If You're in the Market for a Minimalist Sneaker, This Might Well Be It
For a while now, fashion's punditry has called these times the most experimental ever. For menswear, at least. I've even said it a few times. But like the groupthink commentary provided by the top rungs of any industry—be it style, or sport, or the MAINSTREAM MEDIA ELITE that wants to CONTROL US!!!—the reality is often a lot more nuanced than the headline. Men are, by and large, more experimental, as evidenced by the Cuban collar resurgence, and the slow march to genderfluid fragrance, and Archduke Timothée Chalamet. But they're not also dressing madder. They're just dressing better.

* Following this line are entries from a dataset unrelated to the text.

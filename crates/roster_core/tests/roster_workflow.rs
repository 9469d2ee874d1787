use roster_core::{
    EmployeeId, EmployeeStorage, FieldErrorKind, FormMode, JsonStorage, KeyValueStore, Locale,
    LoadSource, MemoryKeyValueStore, MessageCatalog, NoticeKind, RosterApp, RosterConfig,
    SequentialIds, StorageError, SubmitReport, ViewMode,
};
use roster_core::{DeleteState, Employee};
use std::cell::{Cell, RefCell};

/// Records every save and can be told to fail.
#[derive(Default)]
struct RecordingStorage {
    initial: Option<Vec<Employee>>,
    saves: RefCell<Vec<Vec<Employee>>>,
    fail_saves: Cell<bool>,
}

impl EmployeeStorage for RecordingStorage {
    fn load(&self) -> Result<Option<Vec<Employee>>, StorageError> {
        Ok(self.initial.clone())
    }

    fn save(&self, employees: &[Employee]) -> Result<(), StorageError> {
        if self.fail_saves.get() {
            let err = serde_json::from_str::<Vec<Employee>>("not json").unwrap_err();
            return Err(StorageError::Encode(err));
        }
        self.saves.borrow_mut().push(employees.to_vec());
        Ok(())
    }
}

fn sample_app() -> RosterApp<RecordingStorage, SequentialIds> {
    RosterApp::bootstrap(
        &RosterConfig::default(),
        RecordingStorage::default(),
        SequentialIds::starting_at(100),
    )
}

fn fill_valid(app: &mut RosterApp<RecordingStorage, SequentialIds>) {
    for (name, value) in [
        ("firstName", "Ada"),
        ("lastName", "Lovelace"),
        ("email", "ada@example.com"),
        ("phone", "+44 20 7946 0000"),
        ("department", "Tech"),
        ("position", "Senior"),
        ("startDate", "2024-01-15"),
        ("birthDate", "1815-12-10"),
    ] {
        assert!(app.update_field(name, value));
    }
}

#[test]
fn empty_storage_boots_with_samples() {
    let app = sample_app();
    assert_eq!(app.source(), LoadSource::Samples);
    assert_eq!(app.employees().len(), 5);
    assert!(app.storage().saves.borrow().is_empty());
}

#[test]
fn stored_roster_wins_over_samples() {
    let seeded = sample_app().employees()[..2].to_vec();
    let storage = RecordingStorage {
        initial: Some(seeded.clone()),
        ..RecordingStorage::default()
    };
    let app = RosterApp::bootstrap(&RosterConfig::default(), storage, SequentialIds::default());
    assert_eq!(app.source(), LoadSource::Storage);
    assert_eq!(app.employees(), seeded.as_slice());
}

#[test]
fn empty_or_duplicate_stored_rosters_fall_back_to_samples() {
    let empty = RecordingStorage {
        initial: Some(Vec::new()),
        ..RecordingStorage::default()
    };
    let app = RosterApp::bootstrap(&RosterConfig::default(), empty, SequentialIds::default());
    assert_eq!(app.source(), LoadSource::Samples);

    let first = sample_app().employees()[0].clone();
    let duplicated = RecordingStorage {
        initial: Some(vec![first.clone(), first]),
        ..RecordingStorage::default()
    };
    let app = RosterApp::bootstrap(&RosterConfig::default(), duplicated, SequentialIds::default());
    assert_eq!(app.source(), LoadSource::Samples);
    assert_eq!(app.employees().len(), 5);
}

#[test]
fn corrupt_blob_falls_back_to_samples() {
    let backend = MemoryKeyValueStore::new();
    backend.set("employees", "[{\"id\":").unwrap();
    let app = RosterApp::bootstrap(
        &RosterConfig::default(),
        JsonStorage::new(backend),
        SequentialIds::default(),
    );
    assert_eq!(app.source(), LoadSource::Samples);
}

#[test]
fn blob_written_by_the_browser_app_is_kept() {
    let backend = MemoryKeyValueStore::new();
    backend
        .set(
            "employees",
            r#"[{"id":1718000000000.42,"firstName":"Zeynep","lastName":"Arslan",
                "email":"zeynep@company.com","phone":"+90 532 000 1122",
                "department":"Sales","position":"Junior","startDate":"2024-02-01",
                "birthDate":"1999-03-14"}]"#,
        )
        .unwrap();
    let mut app = RosterApp::bootstrap(
        &RosterConfig::default(),
        JsonStorage::new(backend),
        SequentialIds::default(),
    );
    assert_eq!(app.source(), LoadSource::Storage);
    assert_eq!(app.employees().len(), 1);
    assert_eq!(app.employees()[0].display_name(), "Zeynep Arslan");

    let id = app.employees()[0].id;
    assert!(app.request_delete(id));
    assert!(app.confirm_delete().is_some());
    let saved = app.storage().backend().get("employees").unwrap().unwrap();
    assert_eq!(saved, "[]");
}

#[test]
fn blank_submit_with_missing_email_commits_nothing() {
    let mut app = sample_app();
    app.open_create();
    app.update_field("firstName", "Ada");

    let SubmitReport::Rejected(errors) = app.submit_form() else {
        panic!("missing email must reject");
    };
    assert_eq!(
        errors.get("email").map(|error| error.kind),
        Some(FieldErrorKind::Required)
    );
    assert_eq!(app.form().mode(), FormMode::OpenForCreate);
    assert_eq!(app.employees().len(), 5);
    assert_eq!(app.store().revision(), 0);
    assert!(app.storage().saves.borrow().is_empty());
}

#[test]
fn valid_create_appends_saves_once_and_closes() {
    let mut app = sample_app();
    app.open_create();
    fill_valid(&mut app);

    let SubmitReport::Saved(notice) = app.submit_form() else {
        panic!("valid form must save");
    };
    assert_eq!(notice.kind, NoticeKind::Added);
    assert_eq!(
        notice.message(&MessageCatalog::new(Locale::En)),
        "Ada Lovelace has been added successfully!"
    );
    assert_eq!(app.form().mode(), FormMode::Closed);
    assert_eq!(app.employees().len(), 6);
    assert_eq!(app.employees()[5].id, EmployeeId::new(100));
    assert_eq!(app.storage().saves.borrow().len(), 1);
    assert_eq!(app.storage().saves.borrow()[0], app.employees());
}

#[test]
fn edit_keeps_id_and_collection_size() {
    let mut app = sample_app();
    let target = EmployeeId::new(3);
    assert!(app.open_edit(target));
    assert_eq!(app.form().mode(), FormMode::OpenForEdit(target));
    app.update_field("lastName", "Demirci");

    let SubmitReport::Saved(notice) = app.submit_form() else {
        panic!("valid edit must save");
    };
    assert_eq!(notice.kind, NoticeKind::Updated);
    assert_eq!(app.employees().len(), 5);
    let edited = app.store().get(target).unwrap();
    assert_eq!(edited.last_name, "Demirci");
    assert_eq!(app.employees()[2].id, target);
}

#[test]
fn edit_of_record_deleted_meanwhile_is_stale() {
    let mut app = sample_app();
    let target = EmployeeId::new(2);
    assert!(app.open_edit(target));
    assert!(app.request_delete(target));
    assert!(app.confirm_delete().is_some());

    assert_eq!(app.submit_form(), SubmitReport::StaleRecord(target));
    assert_eq!(app.employees().len(), 4);
    assert_eq!(app.form().mode(), FormMode::Closed);
}

#[test]
fn delete_cancel_then_confirm() {
    let mut app = sample_app();
    let target = EmployeeId::new(3);

    assert!(app.request_delete(target));
    assert!(matches!(app.deletion().state(), DeleteState::PendingConfirm(e) if e.id == target));
    app.cancel_delete();
    assert_eq!(app.deletion().state(), &DeleteState::Idle);
    assert_eq!(app.employees().len(), 5);
    assert!(app.storage().saves.borrow().is_empty());

    assert!(app.request_delete(target));
    let notice = app.confirm_delete().expect("pending delete");
    assert_eq!(notice.kind, NoticeKind::Deleted);
    assert_eq!(notice.name, "Mehmet Demir");
    assert!(app.store().get(target).is_none());
    assert_eq!(app.storage().saves.borrow().len(), 1);

    assert!(app.confirm_delete().is_none());
    assert!(!app.request_delete(target));
    assert_eq!(app.storage().saves.borrow().len(), 1);
}

#[test]
fn save_failure_keeps_in_memory_state() {
    let mut app = sample_app();
    app.storage().fail_saves.set(true);
    assert!(app.request_delete(EmployeeId::new(1)));
    assert!(app.confirm_delete().is_some());
    assert_eq!(app.employees().len(), 4);
}

#[test]
fn filters_reset_page_and_slice_results() {
    let mut app = sample_app();
    app.set_view_mode(ViewMode::List);
    assert_eq!(app.page().items.len(), 4);
    assert!(app.next_page());
    assert_eq!(app.page().items.len(), 1);

    app.set_department("Engineering");
    assert_eq!(app.list().page(), 1);
    let page = app.page();
    assert_eq!(page.total_matches, 2);
    assert!(!page.shows_controls());

    app.set_search("CAN");
    let names: Vec<String> = app.page().items.iter().map(|e| e.display_name()).collect();
    assert_eq!(names, vec!["Can Kılıç".to_string()]);

    app.go_to_page(9);
    assert!(app.page().is_empty());
}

And for the men who appreciate but could never adopt a bejeweled Louis Vuitton harness, simplicity is often key. Clean lines. Nice structures. Navy. Nordic graphic designer chic, if you will. Looking around at my own friends, and the many just like us in pubs across zones one to two, it seems that these men are the majority. They like clean lines. They like nice structures. They really like navy. And anchoring all of this is a pair of blank canvas, wear-everywhere, no-complaints-to-be-had trainers.
Low 1 White
Stan Smiths are a popular choice. As are Nike Air Force 1s. But consider Oliver Cabell: a footwear brand that doesn't want to make a fuss, truly. Launched in 2016 by a former non-profit worker with zero experience in manufacturing, the American label is, arguably, quietly running for the best minimalist sneaker in the business.
Because they're really minimal. There's barely any branding. The trainers come with a natural fit (none of that oversized, swollen business here, padre). And they're made using old-school techniques with a direct-to-consumer model that makes things a bit more affordable and thus, a bit more accessible. It might not have the prestige of older, more glorified brands, but it doesn't have the price tag either.
Low 1 Slate
While Oliver Cabell has branched out into jewelry and slightly punchier sneakers (by which we mean some stitching details to the outer, nothing too Triple S), its banner model is the Low 1: a monochromatic tennis trainer. It's available in white, grey, charcoal and navy (ding ding ding). Made of leather. Hand-stitched in Italy. Durable Margom outsoles. And that's... sort of it?
Which is refreshing in its own way. The sneaker market is full of hyped-up, tripped-out sneakers both good and mad. They're some of the best trainers. I, and many other guys, are a sucker for that sort of stuff. This is a safe space! But countless others prefer to keep things on the quieter end of the spectrum. And, in an age of undue experimentalism, that might, perhaps, just be the most original thing a guy can do.